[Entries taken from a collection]
⟨
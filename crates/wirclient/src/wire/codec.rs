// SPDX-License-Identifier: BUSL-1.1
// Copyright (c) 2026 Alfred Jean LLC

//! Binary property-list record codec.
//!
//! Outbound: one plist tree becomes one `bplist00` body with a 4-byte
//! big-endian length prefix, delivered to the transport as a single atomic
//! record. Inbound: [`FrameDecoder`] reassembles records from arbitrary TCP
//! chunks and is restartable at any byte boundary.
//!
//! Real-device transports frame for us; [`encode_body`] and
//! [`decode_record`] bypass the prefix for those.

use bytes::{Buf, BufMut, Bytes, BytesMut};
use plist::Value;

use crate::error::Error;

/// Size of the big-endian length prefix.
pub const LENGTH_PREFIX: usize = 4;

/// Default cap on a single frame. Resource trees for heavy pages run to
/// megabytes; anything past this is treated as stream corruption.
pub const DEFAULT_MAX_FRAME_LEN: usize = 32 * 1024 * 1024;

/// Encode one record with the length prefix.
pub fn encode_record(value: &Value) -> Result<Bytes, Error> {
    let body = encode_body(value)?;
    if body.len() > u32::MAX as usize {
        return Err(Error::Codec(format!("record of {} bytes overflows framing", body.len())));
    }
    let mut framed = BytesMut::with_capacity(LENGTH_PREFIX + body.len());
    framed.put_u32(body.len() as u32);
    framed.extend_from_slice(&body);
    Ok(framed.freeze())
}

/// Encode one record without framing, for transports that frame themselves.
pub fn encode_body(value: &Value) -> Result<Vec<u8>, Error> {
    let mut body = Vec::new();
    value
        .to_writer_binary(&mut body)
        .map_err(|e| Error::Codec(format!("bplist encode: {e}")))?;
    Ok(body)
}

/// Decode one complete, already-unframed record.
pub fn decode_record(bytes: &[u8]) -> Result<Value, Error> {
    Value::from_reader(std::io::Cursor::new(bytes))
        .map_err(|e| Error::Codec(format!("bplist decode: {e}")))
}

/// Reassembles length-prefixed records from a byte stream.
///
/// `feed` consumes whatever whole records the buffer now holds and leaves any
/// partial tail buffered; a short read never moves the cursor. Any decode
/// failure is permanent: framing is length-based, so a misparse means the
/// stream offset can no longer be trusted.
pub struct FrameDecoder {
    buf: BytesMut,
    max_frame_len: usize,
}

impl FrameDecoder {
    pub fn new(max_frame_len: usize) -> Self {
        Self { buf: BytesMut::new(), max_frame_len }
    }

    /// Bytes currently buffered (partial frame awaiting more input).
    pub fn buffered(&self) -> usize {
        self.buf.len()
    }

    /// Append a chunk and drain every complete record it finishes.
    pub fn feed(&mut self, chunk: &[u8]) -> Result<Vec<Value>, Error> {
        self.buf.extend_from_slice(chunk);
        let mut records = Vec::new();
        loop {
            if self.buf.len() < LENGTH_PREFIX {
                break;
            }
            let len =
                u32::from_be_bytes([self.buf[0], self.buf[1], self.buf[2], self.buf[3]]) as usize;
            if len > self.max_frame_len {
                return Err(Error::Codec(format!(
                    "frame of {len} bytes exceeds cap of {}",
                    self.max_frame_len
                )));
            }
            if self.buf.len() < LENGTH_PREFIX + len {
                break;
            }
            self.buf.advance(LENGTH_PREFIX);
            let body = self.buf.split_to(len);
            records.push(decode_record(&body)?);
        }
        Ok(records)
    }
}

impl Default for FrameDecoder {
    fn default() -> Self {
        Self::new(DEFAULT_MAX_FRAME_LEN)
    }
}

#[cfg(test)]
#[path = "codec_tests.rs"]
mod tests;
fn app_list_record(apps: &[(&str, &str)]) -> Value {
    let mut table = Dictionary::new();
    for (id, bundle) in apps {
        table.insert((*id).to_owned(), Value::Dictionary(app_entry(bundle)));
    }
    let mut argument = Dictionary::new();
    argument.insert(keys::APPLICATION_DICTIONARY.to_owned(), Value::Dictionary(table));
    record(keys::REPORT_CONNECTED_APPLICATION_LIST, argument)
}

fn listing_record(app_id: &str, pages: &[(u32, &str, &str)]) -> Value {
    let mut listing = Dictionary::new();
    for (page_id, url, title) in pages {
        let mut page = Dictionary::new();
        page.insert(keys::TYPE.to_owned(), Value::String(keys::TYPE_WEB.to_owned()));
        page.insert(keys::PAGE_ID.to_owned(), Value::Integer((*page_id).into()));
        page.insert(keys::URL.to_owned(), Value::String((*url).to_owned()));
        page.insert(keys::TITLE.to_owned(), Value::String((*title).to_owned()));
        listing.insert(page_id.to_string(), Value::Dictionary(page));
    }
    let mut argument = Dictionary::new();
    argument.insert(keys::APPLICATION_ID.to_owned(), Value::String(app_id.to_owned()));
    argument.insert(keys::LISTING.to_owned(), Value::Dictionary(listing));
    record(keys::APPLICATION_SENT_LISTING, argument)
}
⟩
⟨
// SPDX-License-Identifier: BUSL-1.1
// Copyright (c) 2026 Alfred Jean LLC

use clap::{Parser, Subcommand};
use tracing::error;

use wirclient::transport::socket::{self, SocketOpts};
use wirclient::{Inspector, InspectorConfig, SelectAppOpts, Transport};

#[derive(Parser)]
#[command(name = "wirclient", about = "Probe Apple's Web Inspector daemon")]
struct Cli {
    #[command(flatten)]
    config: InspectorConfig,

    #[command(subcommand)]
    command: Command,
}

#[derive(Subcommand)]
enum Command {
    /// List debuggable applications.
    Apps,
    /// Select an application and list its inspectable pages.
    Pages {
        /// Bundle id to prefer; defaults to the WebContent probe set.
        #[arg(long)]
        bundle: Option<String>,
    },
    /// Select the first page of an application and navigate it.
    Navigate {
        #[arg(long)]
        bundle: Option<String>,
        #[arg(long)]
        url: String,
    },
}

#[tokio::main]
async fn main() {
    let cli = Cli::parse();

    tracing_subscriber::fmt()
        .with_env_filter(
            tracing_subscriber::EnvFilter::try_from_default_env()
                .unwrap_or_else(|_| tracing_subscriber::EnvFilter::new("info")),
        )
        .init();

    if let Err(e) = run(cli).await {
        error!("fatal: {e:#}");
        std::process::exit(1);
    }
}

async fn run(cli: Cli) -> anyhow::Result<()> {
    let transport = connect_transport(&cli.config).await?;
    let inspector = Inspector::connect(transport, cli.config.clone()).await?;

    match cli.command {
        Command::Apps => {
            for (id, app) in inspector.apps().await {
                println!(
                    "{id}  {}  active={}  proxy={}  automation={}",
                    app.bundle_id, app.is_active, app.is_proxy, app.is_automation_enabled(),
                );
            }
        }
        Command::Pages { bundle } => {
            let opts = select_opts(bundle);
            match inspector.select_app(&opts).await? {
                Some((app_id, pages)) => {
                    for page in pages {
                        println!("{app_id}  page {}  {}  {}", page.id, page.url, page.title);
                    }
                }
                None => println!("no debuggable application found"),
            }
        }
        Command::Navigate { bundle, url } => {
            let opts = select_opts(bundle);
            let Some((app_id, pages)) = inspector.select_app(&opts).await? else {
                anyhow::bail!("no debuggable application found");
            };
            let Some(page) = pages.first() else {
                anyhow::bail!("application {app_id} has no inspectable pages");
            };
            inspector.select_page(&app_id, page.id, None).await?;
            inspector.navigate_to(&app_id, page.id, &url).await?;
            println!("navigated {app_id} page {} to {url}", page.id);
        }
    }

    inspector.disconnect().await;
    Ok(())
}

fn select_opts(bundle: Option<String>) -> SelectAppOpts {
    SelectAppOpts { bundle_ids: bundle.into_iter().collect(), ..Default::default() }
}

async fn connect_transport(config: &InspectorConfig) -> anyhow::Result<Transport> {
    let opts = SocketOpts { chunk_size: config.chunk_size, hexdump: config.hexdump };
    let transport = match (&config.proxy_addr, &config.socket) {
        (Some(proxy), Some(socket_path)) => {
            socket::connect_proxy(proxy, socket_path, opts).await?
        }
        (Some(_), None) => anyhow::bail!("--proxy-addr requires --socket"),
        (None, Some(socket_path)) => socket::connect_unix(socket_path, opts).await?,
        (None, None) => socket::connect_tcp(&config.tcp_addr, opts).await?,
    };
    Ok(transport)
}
⟩
WHAT THIS TASK INVOLVES
Within the entries above, how many lines contain "framing"? Respond with the number only.

EXERCISE OUTPUT
3